PROMPT: Each line of the records that includes "destroyed" should be found and copied.
[Start of Attachment]
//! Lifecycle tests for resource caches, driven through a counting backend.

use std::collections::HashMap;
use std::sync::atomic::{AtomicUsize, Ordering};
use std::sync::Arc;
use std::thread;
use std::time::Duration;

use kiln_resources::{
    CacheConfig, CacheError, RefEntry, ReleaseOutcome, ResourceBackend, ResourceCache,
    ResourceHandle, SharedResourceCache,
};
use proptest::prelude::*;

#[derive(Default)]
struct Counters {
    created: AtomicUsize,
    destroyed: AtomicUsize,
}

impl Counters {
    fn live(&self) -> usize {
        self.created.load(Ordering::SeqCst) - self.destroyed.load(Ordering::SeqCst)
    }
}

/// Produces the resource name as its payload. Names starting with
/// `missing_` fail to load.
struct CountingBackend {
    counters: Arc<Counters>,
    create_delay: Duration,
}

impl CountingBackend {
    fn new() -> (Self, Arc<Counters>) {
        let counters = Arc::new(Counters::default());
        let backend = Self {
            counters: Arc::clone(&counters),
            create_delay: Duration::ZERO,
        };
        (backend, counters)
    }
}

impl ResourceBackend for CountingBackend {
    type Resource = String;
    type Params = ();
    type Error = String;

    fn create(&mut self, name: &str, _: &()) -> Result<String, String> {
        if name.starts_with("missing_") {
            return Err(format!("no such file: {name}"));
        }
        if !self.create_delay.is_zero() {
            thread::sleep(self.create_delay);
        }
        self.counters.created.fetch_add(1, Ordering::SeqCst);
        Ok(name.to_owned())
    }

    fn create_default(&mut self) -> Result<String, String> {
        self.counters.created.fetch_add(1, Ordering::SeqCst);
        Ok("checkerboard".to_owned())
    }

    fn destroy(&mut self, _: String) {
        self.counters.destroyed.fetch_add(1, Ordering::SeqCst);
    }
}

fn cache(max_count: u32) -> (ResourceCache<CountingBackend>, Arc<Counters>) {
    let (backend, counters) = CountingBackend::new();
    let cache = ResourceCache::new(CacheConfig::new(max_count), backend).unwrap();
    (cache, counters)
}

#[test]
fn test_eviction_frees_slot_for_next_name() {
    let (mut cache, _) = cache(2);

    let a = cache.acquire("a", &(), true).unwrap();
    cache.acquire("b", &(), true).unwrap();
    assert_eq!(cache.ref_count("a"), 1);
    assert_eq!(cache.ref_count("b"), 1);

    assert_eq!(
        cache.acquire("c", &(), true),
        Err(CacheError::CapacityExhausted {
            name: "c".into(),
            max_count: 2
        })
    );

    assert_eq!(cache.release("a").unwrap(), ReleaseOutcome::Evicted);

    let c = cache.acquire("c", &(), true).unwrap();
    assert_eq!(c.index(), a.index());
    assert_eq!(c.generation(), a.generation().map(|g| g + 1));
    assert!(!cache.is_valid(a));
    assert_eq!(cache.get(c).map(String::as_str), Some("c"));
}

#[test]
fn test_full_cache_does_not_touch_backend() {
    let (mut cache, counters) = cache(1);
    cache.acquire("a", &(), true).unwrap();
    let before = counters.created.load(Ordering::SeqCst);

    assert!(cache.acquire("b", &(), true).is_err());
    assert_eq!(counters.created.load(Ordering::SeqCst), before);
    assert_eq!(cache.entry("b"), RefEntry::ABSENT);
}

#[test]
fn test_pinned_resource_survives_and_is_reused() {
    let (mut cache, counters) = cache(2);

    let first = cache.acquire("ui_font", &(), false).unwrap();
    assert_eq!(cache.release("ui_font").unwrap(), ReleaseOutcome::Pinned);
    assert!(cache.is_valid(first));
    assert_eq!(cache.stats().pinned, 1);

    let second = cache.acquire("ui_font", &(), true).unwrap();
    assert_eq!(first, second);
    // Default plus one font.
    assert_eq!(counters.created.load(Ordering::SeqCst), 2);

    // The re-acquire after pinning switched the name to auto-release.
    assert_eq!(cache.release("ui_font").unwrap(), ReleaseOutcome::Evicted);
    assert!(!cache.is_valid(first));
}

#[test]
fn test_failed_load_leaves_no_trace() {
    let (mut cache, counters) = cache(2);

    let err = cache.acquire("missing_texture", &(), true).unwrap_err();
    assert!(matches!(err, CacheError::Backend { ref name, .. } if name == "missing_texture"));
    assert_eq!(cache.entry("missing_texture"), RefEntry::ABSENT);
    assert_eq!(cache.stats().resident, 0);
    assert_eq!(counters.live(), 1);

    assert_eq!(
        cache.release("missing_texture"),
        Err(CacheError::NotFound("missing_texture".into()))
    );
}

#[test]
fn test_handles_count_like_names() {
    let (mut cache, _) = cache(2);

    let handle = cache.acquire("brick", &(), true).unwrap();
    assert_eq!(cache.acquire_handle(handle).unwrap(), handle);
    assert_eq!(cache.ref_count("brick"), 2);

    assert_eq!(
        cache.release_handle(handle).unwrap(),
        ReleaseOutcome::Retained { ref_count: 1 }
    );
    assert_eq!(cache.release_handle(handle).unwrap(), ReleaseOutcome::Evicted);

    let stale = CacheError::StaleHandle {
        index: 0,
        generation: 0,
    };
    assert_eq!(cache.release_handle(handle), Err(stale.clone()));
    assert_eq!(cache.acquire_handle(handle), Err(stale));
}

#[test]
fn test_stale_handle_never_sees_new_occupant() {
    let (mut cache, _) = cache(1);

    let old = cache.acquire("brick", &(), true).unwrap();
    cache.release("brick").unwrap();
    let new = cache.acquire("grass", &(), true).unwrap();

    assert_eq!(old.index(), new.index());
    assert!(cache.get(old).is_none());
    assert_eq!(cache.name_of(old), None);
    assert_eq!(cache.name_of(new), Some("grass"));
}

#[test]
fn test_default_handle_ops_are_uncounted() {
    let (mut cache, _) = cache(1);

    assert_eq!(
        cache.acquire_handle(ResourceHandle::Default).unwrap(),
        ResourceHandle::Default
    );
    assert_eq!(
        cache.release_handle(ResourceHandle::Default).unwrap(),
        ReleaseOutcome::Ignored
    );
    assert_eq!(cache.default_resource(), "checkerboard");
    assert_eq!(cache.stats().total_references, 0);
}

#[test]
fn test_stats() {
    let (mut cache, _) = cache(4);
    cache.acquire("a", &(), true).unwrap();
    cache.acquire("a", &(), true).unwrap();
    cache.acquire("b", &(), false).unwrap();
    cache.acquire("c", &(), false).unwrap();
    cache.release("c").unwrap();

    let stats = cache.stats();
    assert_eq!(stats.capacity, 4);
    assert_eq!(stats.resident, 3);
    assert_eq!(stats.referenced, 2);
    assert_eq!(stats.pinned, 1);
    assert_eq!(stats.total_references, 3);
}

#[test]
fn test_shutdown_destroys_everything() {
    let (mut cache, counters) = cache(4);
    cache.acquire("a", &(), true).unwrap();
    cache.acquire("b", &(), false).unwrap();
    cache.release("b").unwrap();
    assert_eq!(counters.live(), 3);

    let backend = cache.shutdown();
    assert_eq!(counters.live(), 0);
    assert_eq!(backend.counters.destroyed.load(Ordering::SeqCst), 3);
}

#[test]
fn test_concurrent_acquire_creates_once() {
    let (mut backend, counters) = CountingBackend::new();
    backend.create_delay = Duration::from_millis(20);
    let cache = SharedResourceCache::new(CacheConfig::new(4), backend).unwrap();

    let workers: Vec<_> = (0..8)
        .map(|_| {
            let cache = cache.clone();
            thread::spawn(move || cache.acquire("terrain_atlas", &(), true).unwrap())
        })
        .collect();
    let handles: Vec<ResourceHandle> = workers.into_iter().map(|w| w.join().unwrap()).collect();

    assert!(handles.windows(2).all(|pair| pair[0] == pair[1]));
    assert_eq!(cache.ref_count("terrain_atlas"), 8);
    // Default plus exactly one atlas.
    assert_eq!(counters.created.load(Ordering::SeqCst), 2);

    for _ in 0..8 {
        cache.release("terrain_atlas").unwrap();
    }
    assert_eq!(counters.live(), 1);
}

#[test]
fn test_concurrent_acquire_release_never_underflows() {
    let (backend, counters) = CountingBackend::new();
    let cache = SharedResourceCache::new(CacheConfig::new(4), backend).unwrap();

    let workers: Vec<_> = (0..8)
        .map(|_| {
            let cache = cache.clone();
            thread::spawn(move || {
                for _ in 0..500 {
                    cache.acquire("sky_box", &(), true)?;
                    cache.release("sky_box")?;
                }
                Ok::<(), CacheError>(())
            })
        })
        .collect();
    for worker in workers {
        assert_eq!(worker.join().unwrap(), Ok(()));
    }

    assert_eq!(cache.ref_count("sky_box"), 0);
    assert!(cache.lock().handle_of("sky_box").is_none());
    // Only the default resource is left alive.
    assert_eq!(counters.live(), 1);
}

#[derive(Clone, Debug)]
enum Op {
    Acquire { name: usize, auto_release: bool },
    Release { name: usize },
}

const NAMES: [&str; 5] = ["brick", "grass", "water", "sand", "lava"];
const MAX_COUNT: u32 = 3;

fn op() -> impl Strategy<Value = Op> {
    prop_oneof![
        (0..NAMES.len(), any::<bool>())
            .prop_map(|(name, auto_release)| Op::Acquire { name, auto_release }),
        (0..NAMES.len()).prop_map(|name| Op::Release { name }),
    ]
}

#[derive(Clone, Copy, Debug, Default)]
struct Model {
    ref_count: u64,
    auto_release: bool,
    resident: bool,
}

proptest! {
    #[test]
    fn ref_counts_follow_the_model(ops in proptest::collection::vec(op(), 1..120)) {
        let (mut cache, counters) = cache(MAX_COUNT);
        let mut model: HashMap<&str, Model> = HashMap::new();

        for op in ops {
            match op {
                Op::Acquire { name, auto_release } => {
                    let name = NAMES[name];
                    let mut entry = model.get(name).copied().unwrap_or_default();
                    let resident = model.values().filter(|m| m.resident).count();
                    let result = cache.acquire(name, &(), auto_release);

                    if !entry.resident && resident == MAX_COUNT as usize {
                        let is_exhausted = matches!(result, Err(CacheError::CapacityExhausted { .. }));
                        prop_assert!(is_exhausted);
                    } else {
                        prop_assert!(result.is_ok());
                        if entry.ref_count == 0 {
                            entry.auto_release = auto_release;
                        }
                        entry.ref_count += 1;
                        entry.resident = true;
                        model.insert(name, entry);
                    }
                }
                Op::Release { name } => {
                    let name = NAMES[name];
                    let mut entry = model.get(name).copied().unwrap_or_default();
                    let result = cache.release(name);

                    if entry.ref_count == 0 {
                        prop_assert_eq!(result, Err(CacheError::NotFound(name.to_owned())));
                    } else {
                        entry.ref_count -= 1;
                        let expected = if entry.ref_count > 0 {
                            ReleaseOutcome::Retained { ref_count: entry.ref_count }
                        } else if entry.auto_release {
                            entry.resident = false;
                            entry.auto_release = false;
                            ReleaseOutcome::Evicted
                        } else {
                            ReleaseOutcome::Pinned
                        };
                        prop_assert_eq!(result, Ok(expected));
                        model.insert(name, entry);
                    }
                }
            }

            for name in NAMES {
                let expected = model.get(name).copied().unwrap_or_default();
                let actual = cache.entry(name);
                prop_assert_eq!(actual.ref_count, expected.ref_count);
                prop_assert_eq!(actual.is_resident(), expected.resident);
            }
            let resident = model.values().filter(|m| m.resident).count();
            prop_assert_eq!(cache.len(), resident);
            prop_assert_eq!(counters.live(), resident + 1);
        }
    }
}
[End of Attachment]
SOLUTION TO THIS PROBLEM:
    destroyed: AtomicUsize,
        self.created.load(Ordering::SeqCst) - self.destroyed.load(Ordering::SeqCst)
        self.counters.destroyed.fetch_add(1, Ordering::SeqCst);
    assert_eq!(backend.counters.destroyed.load(Ordering::SeqCst), 3);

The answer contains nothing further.